____ The records

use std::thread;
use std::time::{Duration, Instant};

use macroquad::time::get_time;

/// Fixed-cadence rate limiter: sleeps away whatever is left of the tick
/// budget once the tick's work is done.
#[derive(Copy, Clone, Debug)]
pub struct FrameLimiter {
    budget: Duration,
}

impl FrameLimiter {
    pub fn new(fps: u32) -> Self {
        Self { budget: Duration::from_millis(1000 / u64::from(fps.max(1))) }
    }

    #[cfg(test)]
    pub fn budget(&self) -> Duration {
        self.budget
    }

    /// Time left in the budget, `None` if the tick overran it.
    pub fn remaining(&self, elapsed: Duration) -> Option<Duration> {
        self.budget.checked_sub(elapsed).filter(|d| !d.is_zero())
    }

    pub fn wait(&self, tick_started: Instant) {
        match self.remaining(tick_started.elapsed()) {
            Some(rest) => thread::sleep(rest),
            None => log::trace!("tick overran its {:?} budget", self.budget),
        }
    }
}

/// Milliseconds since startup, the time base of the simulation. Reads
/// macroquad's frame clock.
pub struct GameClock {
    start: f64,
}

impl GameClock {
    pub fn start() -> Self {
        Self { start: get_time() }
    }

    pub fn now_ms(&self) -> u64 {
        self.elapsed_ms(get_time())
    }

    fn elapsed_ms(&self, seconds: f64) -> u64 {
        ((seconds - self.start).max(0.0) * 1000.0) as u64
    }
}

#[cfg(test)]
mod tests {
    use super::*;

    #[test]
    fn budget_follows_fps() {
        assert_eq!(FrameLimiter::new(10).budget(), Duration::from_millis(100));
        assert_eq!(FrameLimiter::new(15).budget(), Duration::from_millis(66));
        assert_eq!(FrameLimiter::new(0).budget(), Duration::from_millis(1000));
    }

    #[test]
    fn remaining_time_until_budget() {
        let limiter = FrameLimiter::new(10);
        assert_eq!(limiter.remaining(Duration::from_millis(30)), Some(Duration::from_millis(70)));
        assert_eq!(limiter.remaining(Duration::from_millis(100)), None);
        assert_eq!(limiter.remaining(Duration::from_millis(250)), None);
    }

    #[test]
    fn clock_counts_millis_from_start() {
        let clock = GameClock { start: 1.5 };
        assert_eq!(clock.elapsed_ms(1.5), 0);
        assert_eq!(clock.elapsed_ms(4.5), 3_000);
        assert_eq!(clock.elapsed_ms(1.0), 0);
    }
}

________
____ The records

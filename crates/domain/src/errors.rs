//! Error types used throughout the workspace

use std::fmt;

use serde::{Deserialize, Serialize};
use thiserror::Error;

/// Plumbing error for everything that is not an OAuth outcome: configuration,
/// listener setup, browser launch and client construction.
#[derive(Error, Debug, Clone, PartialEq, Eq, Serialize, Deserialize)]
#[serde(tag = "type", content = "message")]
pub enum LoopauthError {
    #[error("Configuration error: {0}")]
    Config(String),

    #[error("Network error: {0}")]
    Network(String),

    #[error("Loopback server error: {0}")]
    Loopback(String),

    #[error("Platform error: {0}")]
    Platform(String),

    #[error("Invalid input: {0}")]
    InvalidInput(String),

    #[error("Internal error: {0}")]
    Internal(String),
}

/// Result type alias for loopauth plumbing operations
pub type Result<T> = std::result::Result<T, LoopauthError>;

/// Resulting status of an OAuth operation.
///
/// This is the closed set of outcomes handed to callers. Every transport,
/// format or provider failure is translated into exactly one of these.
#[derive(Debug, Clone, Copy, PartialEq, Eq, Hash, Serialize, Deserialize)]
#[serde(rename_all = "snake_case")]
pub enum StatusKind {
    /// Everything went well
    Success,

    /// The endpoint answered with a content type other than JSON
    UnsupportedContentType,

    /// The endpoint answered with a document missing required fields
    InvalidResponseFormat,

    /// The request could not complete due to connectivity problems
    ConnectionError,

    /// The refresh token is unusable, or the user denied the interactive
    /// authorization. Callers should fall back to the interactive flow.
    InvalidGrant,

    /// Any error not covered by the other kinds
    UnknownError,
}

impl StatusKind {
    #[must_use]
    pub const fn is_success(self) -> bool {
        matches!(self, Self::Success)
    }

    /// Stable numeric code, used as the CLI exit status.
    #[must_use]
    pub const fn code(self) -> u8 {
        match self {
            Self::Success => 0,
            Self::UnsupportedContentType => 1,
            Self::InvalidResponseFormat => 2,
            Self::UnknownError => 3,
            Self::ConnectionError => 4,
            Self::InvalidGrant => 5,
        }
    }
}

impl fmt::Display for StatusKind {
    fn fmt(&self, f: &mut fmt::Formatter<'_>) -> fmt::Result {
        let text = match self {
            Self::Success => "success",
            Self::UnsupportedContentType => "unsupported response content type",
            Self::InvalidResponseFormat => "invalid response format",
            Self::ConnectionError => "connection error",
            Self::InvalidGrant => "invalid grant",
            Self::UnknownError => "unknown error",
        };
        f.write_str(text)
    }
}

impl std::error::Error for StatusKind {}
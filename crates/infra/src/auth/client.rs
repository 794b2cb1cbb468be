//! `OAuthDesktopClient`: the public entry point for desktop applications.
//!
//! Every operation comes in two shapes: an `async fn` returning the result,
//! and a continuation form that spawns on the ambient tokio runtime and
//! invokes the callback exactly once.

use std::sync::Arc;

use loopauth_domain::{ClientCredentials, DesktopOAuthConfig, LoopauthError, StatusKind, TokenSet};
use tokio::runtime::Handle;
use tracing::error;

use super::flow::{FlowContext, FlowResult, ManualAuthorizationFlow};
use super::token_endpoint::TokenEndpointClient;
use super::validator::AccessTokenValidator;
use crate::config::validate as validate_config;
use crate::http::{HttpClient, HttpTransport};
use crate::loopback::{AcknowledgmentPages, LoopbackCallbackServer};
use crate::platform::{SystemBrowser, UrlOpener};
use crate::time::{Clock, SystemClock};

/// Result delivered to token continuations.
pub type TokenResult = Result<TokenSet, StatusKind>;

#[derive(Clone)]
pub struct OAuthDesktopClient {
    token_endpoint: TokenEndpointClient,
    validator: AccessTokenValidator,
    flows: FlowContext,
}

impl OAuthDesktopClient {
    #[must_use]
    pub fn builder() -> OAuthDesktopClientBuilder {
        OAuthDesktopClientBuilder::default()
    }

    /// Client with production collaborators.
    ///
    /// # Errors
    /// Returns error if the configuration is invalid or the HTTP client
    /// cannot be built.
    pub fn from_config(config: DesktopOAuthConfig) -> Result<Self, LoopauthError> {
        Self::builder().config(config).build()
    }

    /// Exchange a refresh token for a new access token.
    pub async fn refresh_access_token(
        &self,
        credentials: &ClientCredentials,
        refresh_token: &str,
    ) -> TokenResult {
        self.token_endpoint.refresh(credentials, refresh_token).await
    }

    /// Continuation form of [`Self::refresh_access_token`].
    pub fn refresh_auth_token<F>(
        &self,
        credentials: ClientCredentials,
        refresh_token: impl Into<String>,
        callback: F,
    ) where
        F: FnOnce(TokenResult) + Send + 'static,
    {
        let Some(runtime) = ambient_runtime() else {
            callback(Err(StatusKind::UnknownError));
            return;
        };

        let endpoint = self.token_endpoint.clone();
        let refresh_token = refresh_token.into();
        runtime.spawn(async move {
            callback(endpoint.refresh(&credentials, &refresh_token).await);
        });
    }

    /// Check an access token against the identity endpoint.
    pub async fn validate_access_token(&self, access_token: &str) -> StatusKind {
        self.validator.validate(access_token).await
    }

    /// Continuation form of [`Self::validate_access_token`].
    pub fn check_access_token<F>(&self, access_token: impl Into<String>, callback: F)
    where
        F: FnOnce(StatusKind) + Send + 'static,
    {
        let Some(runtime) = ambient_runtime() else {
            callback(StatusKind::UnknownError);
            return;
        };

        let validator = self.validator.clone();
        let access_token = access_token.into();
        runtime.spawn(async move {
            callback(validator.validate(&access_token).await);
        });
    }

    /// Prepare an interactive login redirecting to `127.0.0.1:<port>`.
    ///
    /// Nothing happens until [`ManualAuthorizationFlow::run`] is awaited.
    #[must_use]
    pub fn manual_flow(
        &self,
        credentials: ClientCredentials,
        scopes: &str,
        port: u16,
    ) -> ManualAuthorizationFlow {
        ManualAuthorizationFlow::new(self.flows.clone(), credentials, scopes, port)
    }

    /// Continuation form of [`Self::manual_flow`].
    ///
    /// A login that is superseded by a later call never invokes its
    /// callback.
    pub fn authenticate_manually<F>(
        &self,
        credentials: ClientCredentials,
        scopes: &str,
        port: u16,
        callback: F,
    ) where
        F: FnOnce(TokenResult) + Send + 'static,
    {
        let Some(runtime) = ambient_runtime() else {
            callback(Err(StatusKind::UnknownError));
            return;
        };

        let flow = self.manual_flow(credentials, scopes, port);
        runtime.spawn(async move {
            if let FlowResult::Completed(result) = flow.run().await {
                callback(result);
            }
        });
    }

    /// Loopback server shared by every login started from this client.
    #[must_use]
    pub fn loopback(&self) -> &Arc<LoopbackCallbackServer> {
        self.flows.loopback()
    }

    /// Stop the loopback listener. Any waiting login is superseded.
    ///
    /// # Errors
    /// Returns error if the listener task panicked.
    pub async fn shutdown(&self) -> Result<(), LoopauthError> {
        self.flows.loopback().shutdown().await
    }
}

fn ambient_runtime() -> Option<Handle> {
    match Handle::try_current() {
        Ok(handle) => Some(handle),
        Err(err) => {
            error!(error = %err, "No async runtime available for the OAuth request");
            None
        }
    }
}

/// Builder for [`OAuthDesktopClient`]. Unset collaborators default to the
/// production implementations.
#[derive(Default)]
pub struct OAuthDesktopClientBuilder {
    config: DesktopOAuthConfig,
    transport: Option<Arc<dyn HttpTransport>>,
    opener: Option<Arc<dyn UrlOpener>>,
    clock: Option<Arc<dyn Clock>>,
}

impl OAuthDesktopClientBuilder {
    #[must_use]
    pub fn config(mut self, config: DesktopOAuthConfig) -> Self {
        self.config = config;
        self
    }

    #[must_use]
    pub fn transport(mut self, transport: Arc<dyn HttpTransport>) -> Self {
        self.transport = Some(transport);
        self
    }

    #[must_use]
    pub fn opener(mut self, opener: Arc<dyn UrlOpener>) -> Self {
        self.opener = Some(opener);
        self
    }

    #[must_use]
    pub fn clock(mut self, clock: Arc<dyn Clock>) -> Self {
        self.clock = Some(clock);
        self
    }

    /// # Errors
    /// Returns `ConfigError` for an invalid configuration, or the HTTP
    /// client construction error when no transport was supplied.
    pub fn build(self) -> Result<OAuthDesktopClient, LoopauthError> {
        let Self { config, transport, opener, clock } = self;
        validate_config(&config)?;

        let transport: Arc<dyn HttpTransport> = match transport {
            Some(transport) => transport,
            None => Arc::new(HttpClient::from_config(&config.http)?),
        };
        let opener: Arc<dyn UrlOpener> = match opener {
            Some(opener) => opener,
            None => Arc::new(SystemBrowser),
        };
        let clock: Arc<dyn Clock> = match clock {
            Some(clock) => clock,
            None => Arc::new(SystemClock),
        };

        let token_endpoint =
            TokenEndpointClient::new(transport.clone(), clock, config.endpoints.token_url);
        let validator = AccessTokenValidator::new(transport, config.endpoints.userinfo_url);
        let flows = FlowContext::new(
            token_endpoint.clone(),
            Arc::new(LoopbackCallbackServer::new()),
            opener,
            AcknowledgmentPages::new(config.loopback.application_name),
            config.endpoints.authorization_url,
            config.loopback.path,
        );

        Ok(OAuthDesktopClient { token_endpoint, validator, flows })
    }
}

________

# What you have to do
Count of lines with "Network": please work it out for the entries above and give the number by itself.

# Response area
2